- An AI language model has created proteins as good as those perfected over a million years of evolution.
- Salesforce’s ProGen has designed sequences based on the “sentences” of biological proteins.
- Scientists are investigating whether AI could identify a cure for disorders like rheumatoid arthritis and multiple sclerosis.
Artificial intelligence is a master of imitation. Whenever scientists design an AI, whether it’s to mimic human language or master a game like chess, it’s either matches or far exceeds the capabilities of its biological creators. Now AI has proven that it can even master the art of biology itself.
Researchers from the University of California, San Francisco, the University of California, Berkeley, and Salesforce Research, a science arm of the SF-based software company, have developed an AI that can copy evolution itself . This doesn’t mean that the AI created some kind of evolutionary superior superhuman (yet), but instead the AI designed 20 amino acid sequences that make up the proteins. Compared to the handwork of nature, some of the sequences worked as well as those generated over millions of years of evolution. The researchers published their findings in the magazine Natural biotechnology.
Interestingly, the scientists didn’t design an AI from scratch, but rather repurposed one from an unlikely domain: a language model. The researchers used Salesforce’s ProGen natural language processing capabilities and focused on biological protein “sentences”, essentially a language of amino acids.
“In the same way that words are strung together one by one to form text sentences, amino acids are strung together one by one to form proteins,” Nikhil Naik, director of AI research at Salesforce Research, Told Motherboard. “Building on this insight, we apply neural language modeling to proteins to generate realistic yet novel protein sequences.”

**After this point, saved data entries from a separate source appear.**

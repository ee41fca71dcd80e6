// Copyright (c) 2025 Erick Bourgeois, firestoned
// SPDX-License-Identifier: MIT

//! [`ObjectStore`] implementation backed by the Kubernetes API server.
//!
//! Namespaced kinds go through `Api::namespaced`, cluster-scoped kinds through
//! `Api::all`. HTTP 404 becomes [`StoreError::NotFound`] and an `AlreadyExists`
//! conflict on create becomes [`StoreError::AlreadyExists`]; everything else
//! is passed through as [`StoreError::Api`].

use super::{qualified_name, ObjectStore};
use crate::constants::KUBE_LIST_PAGE_SIZE;
use crate::errors::StoreError;
use async_trait::async_trait;
use k8s_openapi::api::apps::v1::Deployment;
use k8s_openapi::api::core::v1::{PersistentVolume, PersistentVolumeClaim, Service};
use k8s_openapi::api::storage::v1::StorageClass;
use kube::api::{DeleteParams, ListParams, PostParams};
use kube::core::NamespaceResourceScope;
use kube::{Api, Client, Resource, ResourceExt};
use serde::de::DeserializeOwned;
use serde::Serialize;
use std::fmt::Debug;
use tracing::debug;

/// Bounds shared by every kind served through the API server.
trait KubeObject:
    Resource<DynamicType = ()> + Clone + Debug + Serialize + DeserializeOwned + Send + Sync + 'static
{
}

impl<K> KubeObject for K where
    K: Resource<DynamicType = ()>
        + Clone
        + Debug
        + Serialize
        + DeserializeOwned
        + Send
        + Sync
        + 'static
{
}

/// Store talking to a live cluster.
#[derive(Clone)]
pub struct KubeStore {
    client: Client,
}

impl KubeStore {
    #[must_use]
    pub fn new(client: Client) -> Self {
        Self { client }
    }

    fn namespaced_api<K>(&self, namespace: Option<&str>) -> Api<K>
    where
        K: Resource<Scope = NamespaceResourceScope>,
        <K as Resource>::DynamicType: Default,
    {
        match namespace {
            Some(ns) => Api::namespaced(self.client.clone(), ns),
            None => Api::all(self.client.clone()),
        }
    }

    fn cluster_api<K>(&self, _namespace: Option<&str>) -> Api<K>
    where
        K: Resource,
        <K as Resource>::DynamicType: Default,
    {
        Api::all(self.client.clone())
    }
}

fn kind_of<K: KubeObject>() -> String {
    K::kind(&()).to_string()
}

async fn get_object<K: KubeObject>(
    api: &Api<K>,
    namespace: Option<&str>,
    name: &str,
) -> Result<Option<K>, StoreError> {
    debug!(kind = %kind_of::<K>(), name = %qualified_name(namespace, name), "Getting object");
    Ok(api.get_opt(name).await?)
}

async fn create_object<K: KubeObject>(api: &Api<K>, object: &K) -> Result<K, StoreError> {
    let name = object.meta().name.clone().ok_or_else(|| StoreError::MissingName {
        kind: kind_of::<K>(),
    })?;
    let namespace = object.namespace();

    match api.create(&PostParams::default(), object).await {
        Ok(created) => Ok(created),
        Err(kube::Error::Api(ae)) if ae.code == 409 && ae.reason == "AlreadyExists" => {
            Err(StoreError::AlreadyExists {
                kind: kind_of::<K>(),
                name: qualified_name(namespace.as_deref(), &name),
            })
        }
        Err(e) => Err(e.into()),
    }
}

async fn delete_object<K: KubeObject>(
    api: &Api<K>,
    namespace: Option<&str>,
    name: &str,
) -> Result<(), StoreError> {
    match api.delete(name, &DeleteParams::default()).await {
        Ok(_) => Ok(()),
        Err(kube::Error::Api(ae)) if ae.code == 404 => Err(StoreError::NotFound {
            kind: kind_of::<K>(),
            name: qualified_name(namespace, name),
        }),
        Err(e) => Err(e.into()),
    }
}

async fn replace_object<K: KubeObject>(api: &Api<K>, object: &K) -> Result<K, StoreError> {
    let name = object.meta().name.clone().ok_or_else(|| StoreError::MissingName {
        kind: kind_of::<K>(),
    })?;
    let namespace = object.namespace();

    match api.replace(&name, &PostParams::default(), object).await {
        Ok(replaced) => Ok(replaced),
        Err(kube::Error::Api(ae)) if ae.code == 404 => Err(StoreError::NotFound {
            kind: kind_of::<K>(),
            name: qualified_name(namespace.as_deref(), &name),
        }),
        Err(e) => Err(e.into()),
    }
}

/// List all objects with automatic pagination.
///
/// Fetches resources in pages to keep memory usage and API server load low
/// when a provisioner manages many volumes.
async fn list_all_paginated<K: KubeObject>(
    api: &Api<K>,
    label_selector: &str,
) -> Result<Vec<K>, StoreError> {
    let mut list_params = ListParams::default();
    list_params.limit = Some(KUBE_LIST_PAGE_SIZE);
    if !label_selector.is_empty() {
        list_params.label_selector = Some(label_selector.to_string());
    }

    let mut all_items = Vec::new();
    let mut page_count = 0;

    loop {
        page_count += 1;
        let result = api.list(&list_params).await?;

        let item_count = result.items.len();
        all_items.extend(result.items);

        debug!(
            kind = %kind_of::<K>(),
            page = page_count,
            items_in_page = item_count,
            total_items = all_items.len(),
            "Fetched page from Kubernetes API"
        );

        match result.metadata.continue_ {
            Some(token) if !token.is_empty() => list_params.continue_token = Some(token),
            _ => break,
        }
    }

    Ok(all_items)
}

macro_rules! impl_object_store {
    ($kind:ty, $api:ident) => {
        #[async_trait]
        impl ObjectStore<$kind> for KubeStore {
            async fn get(
                &self,
                namespace: Option<&str>,
                name: &str,
            ) -> Result<Option<$kind>, StoreError> {
                get_object(&self.$api::<$kind>(namespace), namespace, name).await
            }

            async fn create(&self, object: &$kind) -> Result<$kind, StoreError> {
                let namespace = object.namespace();
                create_object(&self.$api::<$kind>(namespace.as_deref()), object).await
            }

            async fn delete(&self, namespace: Option<&str>, name: &str) -> Result<(), StoreError> {
                delete_object(&self.$api::<$kind>(namespace), namespace, name).await
            }

            async fn list(
                &self,
                namespace: Option<&str>,
                label_selector: &str,
            ) -> Result<Vec<$kind>, StoreError> {
                list_all_paginated(&self.$api::<$kind>(namespace), label_selector).await
            }

            async fn replace(&self, object: &$kind) -> Result<$kind, StoreError> {
                let namespace = object.namespace();
                replace_object(&self.$api::<$kind>(namespace.as_deref()), object).await
            }
        }
    };
}

impl_object_store!(PersistentVolumeClaim, namespaced_api);
impl_object_store!(Deployment, namespaced_api);
impl_object_store!(Service, namespaced_api);
impl_object_store!(PersistentVolume, cluster_api);
impl_object_store!(StorageClass, cluster_api);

After training ProGen on 280 million proteins, the AI was “iteratively optimized by learning to predict the probability of the next amino acid given previous amino acids in a raw sequence,” according to the paper. The team ultimately zeroed in on five specific artificial proteins and compared them to an enzyme found in chicken eggs called “chicken egg white lysozyme” – two of the AI-generated proteins compared favorably.
Overall, Salesforce estimates that 73% of NextGen’s proteins might work, compared to 59% of natural proteins, and found that the AI was also able to detect evolutionary patterns (although it wasn’t specifically designed for this). AI engineered human proteins before, but this is the first time an AI language model has pulled off the feat.
But the team doesn’t just want to answer the question of whether AIs in language models can design proteins. Because proteins are the basis of many diseases, the Salesforce AI Research team is already investigating how ProGen could identify the treatment for disorders such as rheumatoid arthritis and multiple sclerosis.
So while some AIs are trained to beat humans at their own game (literally), language models like ProGen could one day put one on evolution itself and help humans combat some of the health issues. most debilitating in the world.
Darren lives in Portland, has a cat, and writes/edits about science fiction and how our world works. You can find his previous stuff at Gizmodo and Paste if you look hard enough.